▶ **Exercise prompt**
Every entry needs to be duplicated exactly.

Stored items:
== Segment start ==

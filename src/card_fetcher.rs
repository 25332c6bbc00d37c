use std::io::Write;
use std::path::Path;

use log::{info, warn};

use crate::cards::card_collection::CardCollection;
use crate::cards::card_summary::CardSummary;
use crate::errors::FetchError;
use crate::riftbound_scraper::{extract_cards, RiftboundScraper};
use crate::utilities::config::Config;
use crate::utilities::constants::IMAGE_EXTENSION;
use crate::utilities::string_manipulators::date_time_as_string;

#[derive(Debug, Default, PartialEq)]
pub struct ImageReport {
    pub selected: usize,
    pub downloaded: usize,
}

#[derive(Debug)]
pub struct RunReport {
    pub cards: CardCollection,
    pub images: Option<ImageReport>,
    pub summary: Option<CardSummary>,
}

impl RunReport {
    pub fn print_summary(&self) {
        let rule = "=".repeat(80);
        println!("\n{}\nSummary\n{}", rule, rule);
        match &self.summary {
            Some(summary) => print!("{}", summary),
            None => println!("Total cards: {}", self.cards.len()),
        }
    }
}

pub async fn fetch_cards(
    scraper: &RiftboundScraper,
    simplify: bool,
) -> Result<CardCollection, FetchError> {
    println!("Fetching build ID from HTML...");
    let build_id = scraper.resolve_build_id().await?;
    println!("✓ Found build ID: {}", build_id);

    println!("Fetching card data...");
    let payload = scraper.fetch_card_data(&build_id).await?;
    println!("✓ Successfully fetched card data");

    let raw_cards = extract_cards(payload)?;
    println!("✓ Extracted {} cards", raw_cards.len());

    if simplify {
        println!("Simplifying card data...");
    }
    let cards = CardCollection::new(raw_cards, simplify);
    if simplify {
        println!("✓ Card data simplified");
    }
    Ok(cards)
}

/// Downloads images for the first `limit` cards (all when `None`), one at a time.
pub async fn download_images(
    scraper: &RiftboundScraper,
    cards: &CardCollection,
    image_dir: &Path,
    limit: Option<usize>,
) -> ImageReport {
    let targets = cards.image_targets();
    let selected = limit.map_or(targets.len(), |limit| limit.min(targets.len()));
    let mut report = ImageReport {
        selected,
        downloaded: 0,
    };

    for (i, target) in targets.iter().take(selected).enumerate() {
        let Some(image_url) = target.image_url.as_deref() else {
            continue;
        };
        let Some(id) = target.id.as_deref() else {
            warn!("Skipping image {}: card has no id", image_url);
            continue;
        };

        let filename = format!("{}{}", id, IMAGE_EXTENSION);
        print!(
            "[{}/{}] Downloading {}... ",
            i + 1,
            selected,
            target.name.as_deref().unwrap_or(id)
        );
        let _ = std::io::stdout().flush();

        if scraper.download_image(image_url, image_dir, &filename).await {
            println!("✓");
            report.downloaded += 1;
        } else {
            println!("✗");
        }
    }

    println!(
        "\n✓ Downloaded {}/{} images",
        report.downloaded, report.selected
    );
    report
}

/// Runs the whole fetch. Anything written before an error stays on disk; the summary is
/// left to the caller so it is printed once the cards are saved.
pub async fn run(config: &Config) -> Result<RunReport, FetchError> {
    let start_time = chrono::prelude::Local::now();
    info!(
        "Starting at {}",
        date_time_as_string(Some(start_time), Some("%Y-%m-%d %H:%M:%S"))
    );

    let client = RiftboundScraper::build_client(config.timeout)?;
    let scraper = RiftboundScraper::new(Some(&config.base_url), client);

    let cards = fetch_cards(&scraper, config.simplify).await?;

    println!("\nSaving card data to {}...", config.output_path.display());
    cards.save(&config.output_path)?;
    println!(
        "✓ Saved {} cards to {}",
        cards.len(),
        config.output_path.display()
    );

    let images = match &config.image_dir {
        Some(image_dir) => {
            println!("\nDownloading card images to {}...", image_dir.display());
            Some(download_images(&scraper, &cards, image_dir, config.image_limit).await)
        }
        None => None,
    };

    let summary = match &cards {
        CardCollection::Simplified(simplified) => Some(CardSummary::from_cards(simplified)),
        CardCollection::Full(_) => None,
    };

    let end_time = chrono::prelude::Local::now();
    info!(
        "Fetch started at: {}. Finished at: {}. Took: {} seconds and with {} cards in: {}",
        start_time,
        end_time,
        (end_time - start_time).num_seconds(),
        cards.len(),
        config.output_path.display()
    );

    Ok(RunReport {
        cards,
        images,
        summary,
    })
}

== Segment end ==

▶ **Task output**
filename src/card_fetcher.rs
repository 25332c6bbc00d37c
use std::io::Write;
use std::path::Path;

use log::{info, warn};

use crate::cards::card_collection::CardCollection;
use crate::cards::card_summary::CardSummary;
use crate::errors::FetchError;
use crate::riftbound_scraper::{extract_cards, RiftboundScraper};
use crate::utilities::config::Config;
use crate::utilities::constants::IMAGE_EXTENSION;
use crate::utilities::string_manipulators::date_time_as_string;

#[derive(Debug, Default, PartialEq)]
pub struct ImageReport {
    pub selected: usize,
    pub downloaded: usize,
}

#[derive(Debug)]
pub struct RunReport {
    pub cards: CardCollection,
    pub images: Option<ImageReport>,
    pub summary: Option<CardSummary>,
}

impl RunReport {
    pub fn print_summary(&self) {
        let rule = "=".repeat(80);
        println!("\n{}\nSummary\n{}", rule, rule);
        match &self.summary {
            Some(summary) => print!("{}", summary),
            None => println!("Total cards: {}", self.cards.len()),
        }
    }
}

pub async fn fetch_cards(
    scraper: &RiftboundScraper,
    simplify: bool,
) -> Result<CardCollection, FetchError> {
    println!("Fetching build ID from HTML...");
    let build_id = scraper.resolve_build_id().await?;
    println!("✓ Found build ID: {}", build_id);

    println!("Fetching card data...");
    let payload = scraper.fetch_card_data(&build_id).await?;
    println!("✓ Successfully fetched card data");

    let raw_cards = extract_cards(payload)?;
    println!("✓ Extracted {} cards", raw_cards.len());

    if simplify {
        println!("Simplifying card data...");
    }
    let cards = CardCollection::new(raw_cards, simplify);
    if simplify {
        println!("✓ Card data simplified");
    }
    Ok(cards)
}

/// Downloads images for the first `limit` cards (all when `None`), one at a time.
pub async fn download_images(
    scraper: &RiftboundScraper,
    cards: &CardCollection,
    image_dir: &Path,
    limit: Option<usize>,
) -> ImageReport {
    let targets = cards.image_targets();
    let selected = limit.map_or(targets.len(), |limit| limit.min(targets.len()));
    let mut report = ImageReport {
        selected,
        downloaded: 0,
    };

    for (i, target) in targets.iter().take(selected).enumerate() {
        let Some(image_url) = target.image_url.as_deref() else {
            continue;
        };
        let Some(id) = target.id.as_deref() else {
            warn!("Skipping image {}: card has no id", image_url);
            continue;
        };

        let filename = format!("{}{}", id, IMAGE_EXTENSION);
        print!(
            "[{}/{}] Downloading {}... ",
            i + 1,
            selected,
            target.name.as_deref().unwrap_or(id)
        );
        let _ = std::io::stdout().flush();

        if scraper.download_image(image_url, image_dir, &filename).await {
            println!("✓");
            report.downloaded += 1;
        } else {
            println!("✗");
        }
    }

    println!(
        "\n✓ Downloaded {}/{} images",
        report.downloaded, report.selected
    );
    report
}

/// Runs the whole fetch. Anything written before an error stays on disk; the summary is
/// left to the caller so it is printed once the cards are saved.
pub async fn run(config: &Config) -> Result<RunReport, FetchError> {
    let start_time = chrono::prelude::Local::now();
    info!(
        "Starting at {}",
        date_time_as_string(Some(start_time), Some("%Y-%m-%d %H:%M:%S"))
    );

    let client = RiftboundScraper::build_client(config.timeout)?;
    let scraper = RiftboundScraper::new(Some(&config.base_url), client);

    let cards = fetch_cards(&scraper, config.simplify).await?;

    println!("\nSaving card data to {}...", config.output_path.display());
    cards.save(&config.output_path)?;
    println!(
        "✓ Saved {} cards to {}",
        cards.len(),
        config.output_path.display()
    );

    let images = match &config.image_dir {
        Some(image_dir) => {
            println!("\nDownloading card images to {}...", image_dir.display());
            Some(download_images(&scraper, &cards, image_dir, config.image_limit).await)
        }
        None => None,
    };

    let summary = match &cards {
        CardCollection::Simplified(simplified) => Some(CardSummary::from_cards(simplified)),
        CardCollection::Full(_) => None,
    };

    let end_time = chrono::prelude::Local::now();
    info!(
        "Fetch started at: {}. Finished at: {}. Took: {} seconds and with {} cards in: {}",
        start_time,
        end_time,
        (end_time - start_time).num_seconds(),
        cards.len(),
        config.output_path.display()
    );

    Ok(RunReport {
        cards,
        images,
        summary,
    })
}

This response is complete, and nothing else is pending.